Here's how the experiment worked. The team at Northumbria recruited 60 older volunteers to test the effects of not only rosemary oil but also lavender oil. They then tested these volunteers in a room infused with either rosemary essential oil, lavender essential oil or no aroma. Participants were told they were there to test a vitamin water drink. Any comments about the aromas were passed off as irrelevant and "left over from the previous group to use the room".


Lavender oil had a sedative effect on volunteers


The volunteers (and I) then took a test that was designed to test their prospective memory. It's a clever test with many layers so you never quite know what's being tested.


My marks were squarely average.


The volunteers in the room with the rosemary infusion did statistically significantly better than those in the control room but lavender caused a significant decrease in performance. Lavender is traditionally associated with sleep and sedation.


Was the lavender sending our volunteers to sleep and decreasing their performance? How could vaporize essential oils possibly have this effect?


It turns out that there are compounds in rosemary oil that may be responsible for changes in memory performance. One of them is called 1,8-cineole - as well as smelling wonderful (if you like that sort of thing) it may act in the same way as the drugs licensed to treat dementia, causing an increase in a neurotransmitter called acetylcholine.

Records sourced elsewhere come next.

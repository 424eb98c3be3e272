//! Cache outage behavior. These run against a local socket that accepts
//! connections and never answers, so no real Redis is needed: every command
//! trips the store's command deadline.

use std::time::{Duration, Instant};

use tokio::io::AsyncReadExt;
use tokio::net::TcpListener;

use catalog_service::cache;
use redis_store::{RedisPool, SharedConnectionManager};
use serde_json::{json, Value};

/// A connection manager talking to a socket that swallows every command.
async fn stalled_redis() -> SharedConnectionManager {
    let listener = TcpListener::bind("127.0.0.1:0").await.unwrap();
    let addr = listener.local_addr().unwrap();
    tokio::spawn(async move {
        loop {
            let Ok((mut socket, _)) = listener.accept().await else {
                break;
            };
            tokio::spawn(async move {
                let mut buf = [0u8; 512];
                while let Ok(n) = socket.read(&mut buf).await {
                    if n == 0 {
                        break;
                    }
                }
            });
        }
    });

    let pool = RedisPool::connect(&format!("redis://{addr}"))
        .await
        .expect("tcp connect");
    pool.manager()
}

#[tokio::test]
async fn read_path_degrades_to_the_computed_payload() {
    let redis = stalled_redis().await;
    let key = "vstream:cache:video:outage-read";
    let started = Instant::now();

    // Lookup fails inside the store, reads as a miss.
    let cached: Option<Value> = cache::lookup(&redis, key).await;
    assert!(cached.is_none());

    // The handler path falls through to the source of truth.
    let computed = json!({ "id": "outage-read", "views": 3 });
    let served = cached.unwrap_or_else(|| computed.clone());
    assert_eq!(served, computed);

    // The post-compute store also fails quietly.
    cache::store(&redis, key, &computed, 60).await;

    assert!(
        started.elapsed() < Duration::from_secs(3),
        "a dead cache must fail the command deadline, not hang the request"
    );
}

#[tokio::test]
async fn mutation_invalidation_surfaces_the_outage() {
    let redis = stalled_redis().await;

    // Write paths must not acknowledge with the point entry possibly stale.
    let result = cache::invalidate(&redis, "vstream:cache:video:outage-write").await;
    assert!(result.is_err());
}
//! Catalog endpoints.
//!
//! Reads are cache-aside with per-endpoint TTLs; search is never cached
//! (unbounded query space). Writes require a bearer credential and delete
//! the item's point cache entry before acknowledging; aggregate caches
//! (trending, genre pages, list pages) are left to heal on TTL expiry.

use actix_web::{web, HttpResponse};
use serde_json::json;
use uuid::Uuid;
use validator::Validate;

use api_core::{health_response, AppError, PageQuery, Paginated, Result};
use auth_core::AuthenticatedUser;
use redis_store::keys::CatalogCacheKey;
use redis_store::{ttl, SharedConnectionManager};

use crate::models::{CreateVideoRequest, SearchQuery, TrendingQuery, UpdateVideoRequest, Video};
use crate::{cache, repo};

/// GET /
pub async fn list_videos(
    pool: web::Data<sqlx::PgPool>,
    redis: web::Data<SharedConnectionManager>,
    query: web::Query<PageQuery>,
) -> Result<HttpResponse> {
    let key = CatalogCacheKey::page(query.page(), query.limit());
    if let Some(cached) = cache::lookup::<Paginated<Video>>(&redis, &key).await {
        return Ok(HttpResponse::Ok().json(cached));
    }

    let (videos, total) = repo::list(&pool, query.limit().into(), query.offset()).await?;
    let payload = Paginated::new(videos, &query, total);
    cache::store(&redis, &key, &payload, ttl::CATALOG_SECONDS).await;

    Ok(HttpResponse::Ok().json(payload))
}

/// GET /search?q=
pub async fn search_videos(
    pool: web::Data<sqlx::PgPool>,
    query: web::Query<SearchQuery>,
) -> Result<HttpResponse> {
    let q = query
        .q
        .as_deref()
        .map(str::trim)
        .filter(|q| !q.is_empty())
        .ok_or_else(|| AppError::Validation("Search query is required".to_string()))?;

    let page = PageQuery {
        page: query.page,
        limit: query.limit,
    };
    let videos = repo::search(&pool, q, page.limit().into(), page.offset()).await?;

    Ok(HttpResponse::Ok().json(json!({ "items": videos, "query": q })))
}

/// GET /genre/{genre}
pub async fn videos_by_genre(
    pool: web::Data<sqlx::PgPool>,
    redis: web::Data<SharedConnectionManager>,
    path: web::Path<String>,
    query: web::Query<PageQuery>,
) -> Result<HttpResponse> {
    let genre = path.into_inner();
    let key = CatalogCacheKey::genre(&genre, query.page(), query.limit());
    if let Some(cached) = cache::lookup::<Paginated<Video>>(&redis, &key).await {
        return Ok(HttpResponse::Ok().json(cached));
    }

    let (videos, total) = repo::by_genre(&pool, &genre, query.limit().into(), query.offset()).await?;
    let payload = Paginated::new(videos, &query, total);
    cache::store(&redis, &key, &payload, ttl::CATALOG_SECONDS).await;

    Ok(HttpResponse::Ok().json(payload))
}

/// GET /trending
pub async fn trending_videos(
    pool: web::Data<sqlx::PgPool>,
    redis: web::Data<SharedConnectionManager>,
    query: web::Query<TrendingQuery>,
) -> Result<HttpResponse> {
    let limit = query.limit.unwrap_or(10).clamp(1, 100);
    let key = CatalogCacheKey::trending(limit);
    if let Some(cached) = cache::lookup::<Vec<Video>>(&redis, &key).await {
        return Ok(HttpResponse::Ok().json(json!({ "items": cached })));
    }

    let videos = repo::trending(&pool, limit.into()).await?;
    cache::store(&redis, &key, &videos, ttl::TRENDING_SECONDS).await;

    Ok(HttpResponse::Ok().json(json!({ "items": videos })))
}

/// GET /{id}
pub async fn get_video(
    pool: web::Data<sqlx::PgPool>,
    redis: web::Data<SharedConnectionManager>,
    path: web::Path<Uuid>,
) -> Result<HttpResponse> {
    let id = path.into_inner();
    let key = CatalogCacheKey::video(id);
    if let Some(cached) = cache::lookup::<Video>(&redis, &key).await {
        return Ok(HttpResponse::Ok().json(cached));
    }

    let video = repo::get(&pool, id)
        .await?
        .ok_or_else(|| AppError::NotFound("Video".to_string()))?;
    cache::store(&redis, &key, &video, ttl::CATALOG_SECONDS).await;

    Ok(HttpResponse::Ok().json(video))
}

/// POST /
pub async fn create_video(
    _user: AuthenticatedUser,
    pool: web::Data<sqlx::PgPool>,
    body: web::Json<CreateVideoRequest>,
) -> Result<HttpResponse> {
    body.validate()?;
    let video = repo::create(&pool, &body).await?;
    tracing::info!(video_id = %video.id, title = %video.title, "video created");
    Ok(HttpResponse::Created().json(video))
}

/// PUT /{id}
pub async fn update_video(
    _user: AuthenticatedUser,
    pool: web::Data<sqlx::PgPool>,
    redis: web::Data<SharedConnectionManager>,
    path: web::Path<Uuid>,
    body: web::Json<UpdateVideoRequest>,
) -> Result<HttpResponse> {
    body.validate()?;
    let id = path.into_inner();
    let video = repo::update(&pool, id, &body)
        .await?
        .ok_or_else(|| AppError::NotFound("Video".to_string()))?;

    cache::invalidate(&redis, &CatalogCacheKey::video(id)).await?;

    Ok(HttpResponse::Ok().json(video))
}

/// DELETE /{id}
pub async fn delete_video(
    _user: AuthenticatedUser,
    pool: web::Data<sqlx::PgPool>,
    redis: web::Data<SharedConnectionManager>,
    path: web::Path<Uuid>,
) -> Result<HttpResponse> {
    let id = path.into_inner();
    if !repo::delete(&pool, id).await? {
        return Err(AppError::NotFound("Video".to_string()));
    }

    cache::invalidate(&redis, &CatalogCacheKey::video(id)).await?;

    Ok(HttpResponse::Ok().json(json!({ "message": "Video deleted successfully" })))
}

/// POST /{id}/view
pub async fn increment_views(
    _user: AuthenticatedUser,
    pool: web::Data<sqlx::PgPool>,
    redis: web::Data<SharedConnectionManager>,
    path: web::Path<Uuid>,
) -> Result<HttpResponse> {
    let id = path.into_inner();
    let views = repo::increment_views(&pool, id)
        .await?
        .ok_or_else(|| AppError::NotFound("Video".to_string()))?;

    cache::invalidate(&redis, &CatalogCacheKey::video(id)).await?;

    Ok(HttpResponse::Ok().json(json!({ "views": views })))
}

/// POST /{id}/like
pub async fn increment_likes(
    _user: AuthenticatedUser,
    pool: web::Data<sqlx::PgPool>,
    redis: web::Data<SharedConnectionManager>,
    path: web::Path<Uuid>,
) -> Result<HttpResponse> {
    let id = path.into_inner();
    let likes = repo::increment_likes(&pool, id)
        .await?
        .ok_or_else(|| AppError::NotFound("Video".to_string()))?;

    cache::invalidate(&redis, &CatalogCacheKey::video(id)).await?;

    Ok(HttpResponse::Ok().json(json!({ "likes": likes })))
}

/// GET /health
pub async fn health() -> HttpResponse {
    health_response("catalog-service")
}

pub fn configure_routes(cfg: &mut web::ServiceConfig) {
    cfg.route("/health", web::get().to(health))
        .route("/search", web::get().to(search_videos))
        .route("/trending", web::get().to(trending_videos))
        .route("/genre/{genre}", web::get().to(videos_by_genre))
        .service(
            web::resource("/")
                .route(web::get().to(list_videos))
                .route(web::post().to(create_video)),
        )
        .route("/{id}/view", web::post().to(increment_views))
        .route("/{id}/like", web::post().to(increment_likes))
        .service(
            web::resource("/{id}")
                .route(web::get().to(get_video))
                .route(web::put().to(update_video))
                .route(web::delete().to(delete_video)),
        );
}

These compounds do this by preventing the breakdown of the neurotransmitter by an enzyme. And this is highly plausible - inhalation is one of the best ways of getting drugs into the brain. When you eat a drug it may be broken down in the liver which processes everything absorbed by the gut, but with inhalation, small molecules can pass into the bloodstream and from there to the brain without being broken down by the liver.


As further confirmation Mark and his team analyzed blood samples and found traces of the chemicals in rosemary oil in the blood.


The implications of this kind of research are huge, but they don't mean you need to spend your days smelling of rosemary and your night sleeping on a pillow of lavender. The effects were measurable but modest and they give us a clue that further research into some of the chemicals in essential oils may yield therapeutics and contribute to our understanding of memory and brain function.


It's also important to remember that any drug that has a measurable effect, even if inhaled from a traditionally prepared essential oil, may also have a measurable side effect. You can't tinker with brain biochemistry and expect things to be simple.


But if these studies may help eventually contribute to new drugs to treat dementia there is another very nice benefit - they also restore some credibility to the much-maligned alternative health field.


We have spent many years rubbishing alternative treatments but there is, I believe, a real benefit in allowing people to take control of their own health with treatments that make them feel better - even if we haven't been able to prove how.